A 4 per cent swing was sufficient to enable the Tories to overtake Labour in Middlesbrough South and East Cleveland—a mixed urban-rural constituency at the bottom of a red bloc stretching up the ex-industrial North East coast—where two in three people voted ‘Out’ last summer. Swings of 6 to 7 per cent secured from Labour the deprived West Midland seat of Walsall North—it posted the uk’s highest Leave vote (74 per cent) after Lincolnshire’s Boston and Skegness, already in Tory hands—and Mansfield in the former Nottinghamshire coalfield which had always been a bastion of right-wing trade unionism. Having launched her manifesto in a former carpet factory in the west Yorkshire town of Halifax which voted 58 per cent for Leave and where the Labour incumbent had a majority of just over 400,footnote66 May bet on replicating such gains across the Midlands, the North and Wales. Her expectations were comprehensively dashed. In Halifax, Labour more than decupled its slender majority, elsewhere wresting four other mill-town constituencies from the Tories. In the depressed east-coast fishing town of Hull, a constituency which is estimated to have voted 73 per cent Leave in the referendum—the highest proportion in any northern seat—awarded the Tory candidate 5,000 more votes than in 2015, but support for the Labour incumbent also rose; less so, but enough to preserve his seat comfortably. In all, May gained a grand total of only three seats in the North and four in the Midlands.footnote67

By contrast, the central fact of the election was the counter-performance of Labour, whose share of the vote under Corbyn surged by a third, rising to a full 40 per cent—three to four points more than Cameron when he won the elections of 2010 and 2015, and five points above Blair when he was re-elected in 2005. It was a famous surprise. Corbyn had spent the better part of two years being pilloried, not least by his own parliamentary party, as the worst leader in Labour’s history, a hapless figure of derision, putting off voters high and low. But twice elected by large, enthusiastic majorities of party members galvanized by his outspoken left-wing record, and with the dynamism of his supporting organization Momentum behind him, the Labour leader made effective use of social media to bypass the universal hostility of establishment channels. Blairite critics muted and broadcasters obliged to give him airtime, Corbyn fought a remarkable campaign, outmatching May on television and in the streets, to add 3.5 million votes to Labour’s tally under Miliband in 2015, as turnout rose to its highest level in two decades.
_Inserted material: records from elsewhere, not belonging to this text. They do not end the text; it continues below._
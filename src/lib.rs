//! Ask Screenshot - deliver a captured screenshot into an AI chat page.
//!
//! This library finds the upload affordance of a third-party chat page
//! (file input, upload button or drop zone) without prior knowledge of its
//! markup, and delivers a file to it by synthesizing the native events a
//! user's selection or drag-and-drop would produce.
//!
//! # Architecture
//!
//! Data flows leaf-first:
//!
//! - **Selector catalog**: ordered patterns per role, base plus platform overrides
//! - **Deep walker**: matches across shadow roots and same-origin frames
//! - **Resolvers**: first usable candidate; the real file input behind a control
//! - **Injector**: direct file assignment, else synthetic drag-and-drop
//! - **Scheduler**: bounded retries at a fixed interval, then the fallback
//!
//! Key design principles:
//!
//! - The page is reached only through the [`Dom`] trait
//! - Failures inside discovery and injection are logged, never propagated
//! - Cross-origin frames are skipped once and never retried
//! - The pending record is cleared exactly once per capture
//!
//! # Quick Start
//!
//! ```ignore
//! use std::sync::Arc;
//! use ask_screenshot::{CaptureRequest, Document, DownloadFallback, PlatformKey, Result, Uploader};
//!
//! #[tokio::main]
//! async fn main() -> Result<()> {
//!     let page = Arc::new(Document::parse(r#"<input type="file">"#)?);
//!
//!     let uploader = Uploader::builder()
//!         .dom(page)
//!         .fallback(Arc::new(DownloadFallback::new("./downloads")))
//!         .build()?;
//!
//!     let report = uploader
//!         .run(CaptureRequest::new(data_url, PlatformKey::Qwen))
//!         .await;
//!     println!("Delivered: {}", report.is_success());
//!
//!     Ok(())
//! }
//! ```
//!
//! # Modules
//!
//! | Module | Description |
//! |--------|-------------|
//! | [`capture`] | Capture request, decoded file, pending record |
//! | [`discovery`] | Deep traversal and candidate resolution |
//! | [`dom`] | [`Dom`] host trait and the in-memory [`Document`] |
//! | [`error`] | Error types and [`Result`] alias |
//! | [`identifiers`] | Type-safe ID wrappers |
//! | [`inject`] | File assignment and drag-and-drop simulation |
//! | [`platform`] | Supported platforms and selector catalogs |
//! | [`upload`] | Retry scheduler, options, fallback |

// ============================================================================
// Modules
// ============================================================================

/// Capture input and the pending screenshot record.
pub mod capture;

/// Upload-target discovery.
///
/// - [`DeepWalker`] - pattern matching across shadow roots and frames
/// - [`pick_first_match`] - first usable candidate over a pattern list
/// - [`resolve_file_input`] - the native input behind a control
pub mod discovery;

/// DOM host abstraction.
pub mod dom;

/// Error types and result aliases.
///
/// All fallible operations return [`Result<T>`] which uses [`Error`].
pub mod error;

/// Type-safe identifiers for DOM handles and sessions.
pub mod identifiers;

/// File injection strategies.
pub mod inject;

/// Supported platforms and their selector catalogs.
pub mod platform;

/// Retry scheduling and fallback.
///
/// Use [`Uploader::builder()`] to create a configured uploader.
pub mod upload;

// ============================================================================
// Re-exports
// ============================================================================

// Capture types
pub use capture::{
    CaptureFile, CaptureRequest, DEFAULT_FILE_NAME, ImageFormat, MemoryStore, PendingStore,
    ScreenshotRecord,
};

// Discovery
pub use discovery::{Candidate, DeepWalker, EXTENSION_ID_PREFIX, pick_first_match, resolve_file_input};

// DOM types
pub use dom::{DataTransfer, Document, Dom, DomEvent, EventKind, ListenerAction, Selector};

// Error types
pub use error::{Error, Result};

// Identifier types
pub use identifiers::{CaptureId, NodeId, RootId, TransferId};

// Injection
pub use inject::{Injection, InjectionMethod, Injector};

// Platform types
pub use platform::catalog::{CompiledCatalog, Role, SelectorCatalog, build_catalog};
pub use platform::{PlatformKey, PlatformProfile};

// Upload types
pub use upload::{
    CancelHandle, CaptureSession, DownloadFallback, FallbackPresenter, FallbackRequest,
    UploadOptions, UploadReport, UploadState, Uploader, UploaderBuilder,
};
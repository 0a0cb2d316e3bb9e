//! HTML fragment parser.
//!
//! A small, forgiving tree builder for the markup shapes chat pages are made
//! of: nested elements, void elements, comments, raw-text elements, and
//! declarative shadow roots (`<template shadowrootmode="open">`). Text content
//! is discarded; the engine only looks at structure and attributes.
//!
//! Unclosed elements are closed at the end of input and stray end tags are
//! ignored, as a browser would. Only truly unterminated constructs (comments,
//! quoted attribute values, raw-text bodies) are errors.

use crate::error::{Error, Result};

// ============================================================================
// Constants
// ============================================================================

/// Elements that never have children.
const VOID_ELEMENTS: &[&str] = &[
    "area", "base", "br", "col", "embed", "hr", "img", "input", "link", "meta", "source", "track",
    "wbr",
];

/// Elements whose body is raw text up to the matching end tag.
const RAW_TEXT_ELEMENTS: &[&str] = &["script", "style", "textarea", "title"];

// ============================================================================
// MarkupElement
// ============================================================================

/// A parsed element.
#[derive(Debug, Clone, Default, PartialEq, Eq)]
pub struct MarkupElement {
    /// Lowercase tag name.
    pub tag: String,
    /// Attributes in source order, lowercase names, entity-decoded values.
    pub attributes: Vec<(String, String)>,
    /// Light-DOM children.
    pub children: Vec<MarkupElement>,
    /// Children of a declarative shadow root, if one was declared.
    pub shadow_root: Option<Vec<MarkupElement>>,
}

impl MarkupElement {
    /// Attribute value by lowercase name.
    #[must_use]
    pub fn attribute(&self, name: &str) -> Option<&str> {
        self.attributes
            .iter()
            .find(|(n, _)| n == name)
            .map(|(_, v)| v.as_str())
    }
}

// ============================================================================
// Parsing
// ============================================================================

/// Parses an HTML fragment into top-level elements.
///
/// # Errors
///
/// [`Error::Markup`] for unterminated comments, attribute values and
/// raw-text bodies.
pub fn parse_fragment(input: &str) -> Result<Vec<MarkupElement>> {
    TreeBuilder::new(input).run()
}

struct Open {
    element: MarkupElement,
    declares_shadow: bool,
}

struct TreeBuilder<'a> {
    input: &'a str,
    pos: usize,
    stack: Vec<Open>,
    output: Vec<MarkupElement>,
}

impl<'a> TreeBuilder<'a> {
    fn new(input: &'a str) -> Self {
        Self {
            input,
            pos: 0,
            stack: Vec::new(),
            output: Vec::new(),
        }
    }

    fn rest(&self) -> &'a str {
        &self.input[self.pos..]
    }

    fn peek(&self) -> Option<u8> {
        self.input.as_bytes().get(self.pos).copied()
    }

    fn run(mut self) -> Result<Vec<MarkupElement>> {
        while self.pos < self.input.len() {
            let rest = self.rest();
            if rest.starts_with("<!--") {
                let end = rest
                    .find("-->")
                    .ok_or_else(|| Error::markup(self.pos, "unterminated comment"))?;
                self.pos += end + 3;
            } else if rest.starts_with("<!") || rest.starts_with("<?") {
                self.pos += rest.find('>').map_or(rest.len(), |end| end + 1);
            } else if rest.starts_with("</") {
                self.end_tag();
            } else if rest.starts_with('<')
                && rest.as_bytes().get(1).is_some_and(u8::is_ascii_alphabetic)
            {
                self.start_tag()?;
            } else {
                // Text: skip to the next tag opener.
                let first = rest.chars().next().map_or(1, char::len_utf8);
                self.pos += rest[first..]
                    .find('<')
                    .map_or(rest.len(), |next| next + first);
            }
        }

        while !self.stack.is_empty() {
            self.close_top();
        }
        Ok(self.output)
    }

    fn read_name(&mut self) -> String {
        let start = self.pos;
        while self
            .peek()
            .is_some_and(|b| b.is_ascii_alphanumeric() || b == b'-' || b == b'_' || b == b':')
        {
            self.pos += 1;
        }
        self.input[start..self.pos].to_ascii_lowercase()
    }

    fn skip_ws(&mut self) {
        while self.peek().is_some_and(|b| b.is_ascii_whitespace()) {
            self.pos += 1;
        }
    }

    fn end_tag(&mut self) {
        self.pos += 2;
        let name = self.read_name();
        let rest = self.rest();
        self.pos += rest.find('>').map_or(rest.len(), |end| end + 1);

        let Some(depth) = self.stack.iter().rposition(|open| open.element.tag == name) else {
            return;
        };
        while self.stack.len() > depth {
            self.close_top();
        }
    }

    fn start_tag(&mut self) -> Result<()> {
        let tag_start = self.pos;
        self.pos += 1;
        let tag = self.read_name();
        let mut attributes: Vec<(String, String)> = Vec::new();
        let mut self_closing = false;

        loop {
            self.skip_ws();
            match self.peek() {
                None => return Err(Error::markup(tag_start, format!("unterminated <{tag}>"))),
                Some(b'>') => {
                    self.pos += 1;
                    break;
                }
                Some(b'/') => {
                    self.pos += 1;
                    if self.peek() == Some(b'>') {
                        self.pos += 1;
                        self_closing = true;
                        break;
                    }
                }
                Some(_) => {
                    let (name, value) = self.attribute()?;
                    if !name.is_empty() && !attributes.iter().any(|(n, _)| *n == name) {
                        attributes.push((name, value));
                    }
                }
            }
        }

        let declares_shadow = tag == "template"
            && attributes
                .iter()
                .any(|(n, v)| n == "shadowrootmode" && v.eq_ignore_ascii_case("open"));
        if declares_shadow && self.stack.is_empty() {
            return Err(Error::markup(tag_start, "shadow root template needs a host"));
        }

        let element = MarkupElement {
            tag: tag.clone(),
            attributes,
            ..MarkupElement::default()
        };

        if VOID_ELEMENTS.contains(&tag.as_str()) || (self_closing && !declares_shadow) {
            self.append(element);
            return Ok(());
        }

        if RAW_TEXT_ELEMENTS.contains(&tag.as_str()) {
            let closing = format!("</{tag}");
            let end = self
                .rest()
                .to_ascii_lowercase()
                .find(&closing)
                .ok_or_else(|| Error::markup(tag_start, format!("unterminated <{tag}> body")))?;
            self.pos += end;
            let rest = self.rest();
            self.pos += rest.find('>').map_or(rest.len(), |e| e + 1);
            self.append(element);
            return Ok(());
        }

        self.stack.push(Open {
            element,
            declares_shadow,
        });
        Ok(())
    }

    fn attribute(&mut self) -> Result<(String, String)> {
        let start = self.pos;
        while self
            .peek()
            .is_some_and(|b| !b.is_ascii_whitespace() && !matches!(b, b'=' | b'>' | b'/'))
        {
            self.pos += 1;
        }
        let name = self.input[start..self.pos].to_ascii_lowercase();
        if name.is_empty() {
            // A lone '=' or similar: skip one byte to guarantee progress.
            self.pos += 1;
            return Ok((name, String::new()));
        }

        self.skip_ws();
        if self.peek() != Some(b'=') {
            return Ok((name, String::new()));
        }
        self.pos += 1;
        self.skip_ws();

        let value = match self.peek() {
            Some(quote @ (b'"' | b'\'')) => {
                let value_start = self.pos + 1;
                let end = self.input[value_start..]
                    .find(quote as char)
                    .ok_or_else(|| Error::markup(start, format!("unterminated value for {name}")))?;
                self.pos = value_start + end + 1;
                &self.input[value_start..value_start + end]
            }
            _ => {
                let value_start = self.pos;
                while self
                    .peek()
                    .is_some_and(|b| !b.is_ascii_whitespace() && b != b'>')
                {
                    self.pos += 1;
                }
                &self.input[value_start..self.pos]
            }
        };

        Ok((name, decode_entities(value)))
    }

    fn append(&mut self, element: MarkupElement) {
        match self.stack.last_mut() {
            Some(parent) => parent.element.children.push(element),
            None => self.output.push(element),
        }
    }

    /// Pops the innermost open element into its parent.
    ///
    /// A shadow template always has a host below it; `start_tag` rejects
    /// top-level ones.
    fn close_top(&mut self) {
        let Some(open) = self.stack.pop() else {
            return;
        };

        match self.stack.last_mut() {
            Some(host) if open.declares_shadow => host
                .element
                .shadow_root
                .get_or_insert_with(Vec::new)
                .extend(open.element.children),
            _ => self.append(open.element),
        }
    }
}

/// Decodes the handful of entities that appear in attribute values.
fn decode_entities(value: &str) -> String {
    if !value.contains('&') {
        return value.to_string();
    }
    value
        .replace("&lt;", "<")
        .replace("&gt;", ">")
        .replace("&quot;", "\"")
        .replace("&#39;", "'")
        .replace("&apos;", "'")
        .replace("&amp;", "&")
}

// ============================================================================
// Tests
// ============================================================================

#[cfg(test)]
mod tests {
    use super::*;

    #[test]
    fn test_nested_elements_and_text() {
        let nodes = parse_fragment("<div class=\"a\">hello <span>x</span></div><p>tail</p>").unwrap();
        assert_eq!(nodes.len(), 2);
        assert_eq!(nodes[0].tag, "div");
        assert_eq!(nodes[0].attribute("class"), Some("a"));
        assert_eq!(nodes[0].children[0].tag, "span");
        assert_eq!(nodes[1].tag, "p");
    }

    #[test]
    fn test_attribute_forms() {
        let nodes = parse_fragment(r#"<input type=file hidden data-x='1' ID="Dup" id="second">"#).unwrap();
        let input = &nodes[0];
        assert_eq!(input.attribute("type"), Some("file"));
        assert_eq!(input.attribute("hidden"), Some(""));
        assert_eq!(input.attribute("data-x"), Some("1"));
        assert_eq!(input.attribute("id"), Some("Dup"));
        assert!(input.children.is_empty());
    }

    #[test]
    fn test_void_elements_do_not_nest() {
        let nodes = parse_fragment("<label><input type=file><span>Upload</span></label>").unwrap();
        let label = &nodes[0];
        assert_eq!(label.children.len(), 2);
        assert_eq!(label.children[1].tag, "span");
    }

    #[test]
    fn test_declarative_shadow_root() {
        let nodes = parse_fragment(
            r#"<chat-box><template shadowrootmode="open"><button class="attach"></button></template><p></p></chat-box>"#,
        )
        .unwrap();
        let host = &nodes[0];
        let shadow = host.shadow_root.as_ref().unwrap();
        assert_eq!(shadow[0].tag, "button");
        assert_eq!(host.children.len(), 1);
        assert_eq!(host.children[0].tag, "p");
    }

    #[test]
    fn test_raw_text_body_is_skipped() {
        let nodes = parse_fragment("<textarea><div>not a tag</div></textarea><b></b>").unwrap();
        assert_eq!(nodes.len(), 2);
        assert!(nodes[0].children.is_empty());
    }

    #[test]
    fn test_comments_doctype_and_stray_end_tags() {
        let nodes = parse_fragment("<!doctype html><!-- <input> --></span><i></i>").unwrap();
        assert_eq!(nodes.len(), 1);
        assert_eq!(nodes[0].tag, "i");
    }

    #[test]
    fn test_unclosed_elements_close_at_end() {
        let nodes = parse_fragment("<div><section><input>").unwrap();
        assert_eq!(nodes[0].children[0].children[0].tag, "input");
    }

    #[test]
    fn test_entities_in_srcdoc() {
        let nodes = parse_fragment(r#"<iframe srcdoc="&lt;input type=&quot;file&quot;&gt;"></iframe>"#).unwrap();
        assert_eq!(nodes[0].attribute("srcdoc"), Some(r#"<input type="file">"#));
    }

    #[test]
    fn test_errors() {
        assert!(matches!(parse_fragment("<!-- open"), Err(Error::Markup { .. })));
        assert!(matches!(parse_fragment(r#"<a href="x>"#), Err(Error::Markup { .. })));
        assert!(matches!(parse_fragment("<style>body{}"), Err(Error::Markup { .. })));
        assert!(matches!(
            parse_fragment(r#"<template shadowrootmode="open"></template>"#),
            Err(Error::Markup { .. })
        ));
    }
}
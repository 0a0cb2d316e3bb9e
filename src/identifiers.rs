//! Type-safe identifiers for DOM handles and capture sessions.
//!
//! Newtype wrappers prevent mixing node handles, root handles and
//! session ids at compile time.
//!
//! | Type | Wraps | Meaning |
//! |------|-------|---------|
//! | [`NodeId`] | `usize` | Element handle inside a [`Dom`](crate::dom::Dom) host |
//! | [`RootId`] | `usize` | Document or shadow root handle |
//! | [`CaptureId`] | `Uuid` | One capture, from request to terminal state |
//! | [`TransferId`] | `Uuid` | One file-payload container instance |

// ============================================================================
// Imports
// ============================================================================

use std::fmt;

use serde::{Deserialize, Serialize};
use uuid::Uuid;

// ============================================================================
// NodeId
// ============================================================================

/// Handle to an element owned by a DOM host.
///
/// Only meaningful for the host that issued it.
#[derive(Debug, Clone, Copy, PartialEq, Eq, Hash, PartialOrd, Ord, Serialize, Deserialize)]
#[serde(transparent)]
pub struct NodeId(usize);

impl NodeId {
    /// Creates a node handle from a host-specific index.
    #[inline]
    #[must_use]
    pub const fn new(index: usize) -> Self {
        Self(index)
    }

    /// Returns the host-specific index.
    #[inline]
    #[must_use]
    pub const fn index(self) -> usize {
        self.0
    }
}

impl fmt::Display for NodeId {
    fn fmt(&self, f: &mut fmt::Formatter<'_>) -> fmt::Result {
        write!(f, "node#{}", self.0)
    }
}

// ============================================================================
// RootId
// ============================================================================

/// Handle to a traversable root: a document or a shadow root.
#[derive(Debug, Clone, Copy, PartialEq, Eq, Hash, PartialOrd, Ord, Serialize, Deserialize)]
#[serde(transparent)]
pub struct RootId(usize);

impl RootId {
    /// Creates a root handle from a host-specific index.
    #[inline]
    #[must_use]
    pub const fn new(index: usize) -> Self {
        Self(index)
    }

    /// Returns the host-specific index.
    #[inline]
    #[must_use]
    pub const fn index(self) -> usize {
        self.0
    }
}

impl fmt::Display for RootId {
    fn fmt(&self, f: &mut fmt::Formatter<'_>) -> fmt::Result {
        write!(f, "root#{}", self.0)
    }
}

// ============================================================================
// CaptureId
// ============================================================================

/// Identifier of one capture session.
#[derive(Debug, Clone, Copy, PartialEq, Eq, Hash, Serialize, Deserialize)]
#[serde(transparent)]
pub struct CaptureId(Uuid);

impl CaptureId {
    /// Generates a new random capture id.
    #[inline]
    #[must_use]
    pub fn generate() -> Self {
        Self(Uuid::new_v4())
    }

    /// Returns the underlying UUID.
    #[inline]
    #[must_use]
    pub const fn as_uuid(&self) -> &Uuid {
        &self.0
    }
}

impl fmt::Display for CaptureId {
    fn fmt(&self, f: &mut fmt::Formatter<'_>) -> fmt::Result {
        fmt::Display::fmt(&self.0, f)
    }
}

// ============================================================================
// TransferId
// ============================================================================

/// Identifier of one file-payload container.
///
/// Every dispatched drag event carries a container with its own id.
#[derive(Debug, Clone, Copy, PartialEq, Eq, Hash, Serialize, Deserialize)]
#[serde(transparent)]
pub struct TransferId(Uuid);

impl TransferId {
    /// Generates a new random transfer id.
    #[inline]
    #[must_use]
    pub fn generate() -> Self {
        Self(Uuid::new_v4())
    }
}

impl fmt::Display for TransferId {
    fn fmt(&self, f: &mut fmt::Formatter<'_>) -> fmt::Result {
        fmt::Display::fmt(&self.0, f)
    }
}

// ============================================================================
// Tests
// ============================================================================

#[cfg(test)]
mod tests {
    use super::*;

    #[test]
    fn test_node_id_display() {
        assert_eq!(NodeId::new(7).to_string(), "node#7");
        assert_eq!(RootId::new(0).to_string(), "root#0");
    }

    #[test]
    fn test_generated_ids_are_distinct() {
        assert_ne!(CaptureId::generate(), CaptureId::generate());
        assert_ne!(TransferId::generate(), TransferId::generate());
    }

    #[test]
    fn test_node_id_serializes_transparently() {
        let json = serde_json::to_string(&NodeId::new(3)).unwrap();
        assert_eq!(json, "3");
    }
}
Seats were captured from the Conservatives in all regions of England, but it was the North that yielded most gains—a third of the total. In Stockton South on Teesside, Labour ousted Cameron’s Minister for the Northern Powerhouse. It tightened its grip on the major northern cities by toppling Nick Clegg in Sheffield and another Lib Dem in Leeds. Cameron’s old coalition partners were left with only one seat in the North, Clegg’s ineffectual successor as party leader, Tim Farron, clinging on in the Cumbrian countryside. While the Tory shires held fast for May, Corbyn picked up southern constituencies from Plymouth in the west to Canterbury in the east—both districts having large student populations—as well as a quartet of seats in the capital. He won 27 English seats in all, largely at May’s expense, achieving a net gain of 21. A similar jump in Labour’s popularity saw the party make three gains from the Conservatives in Wales. There was also some Labour revival in the central belt between Glasgow and East Lothian, where Blairite Scottish Labour had been deservedly routed by the snp in 2015.footnote68 May needed a dozen gains from the snp, mostly in north-east Scotland and the Borders, to mitigate a dismal showing in England, where, as in Wales, Labour’s vote share increased by twice that of the Tories. The prime minister suffered a net loss of 13 seats to leave her party with 318 mps, four short of a working Commons majority.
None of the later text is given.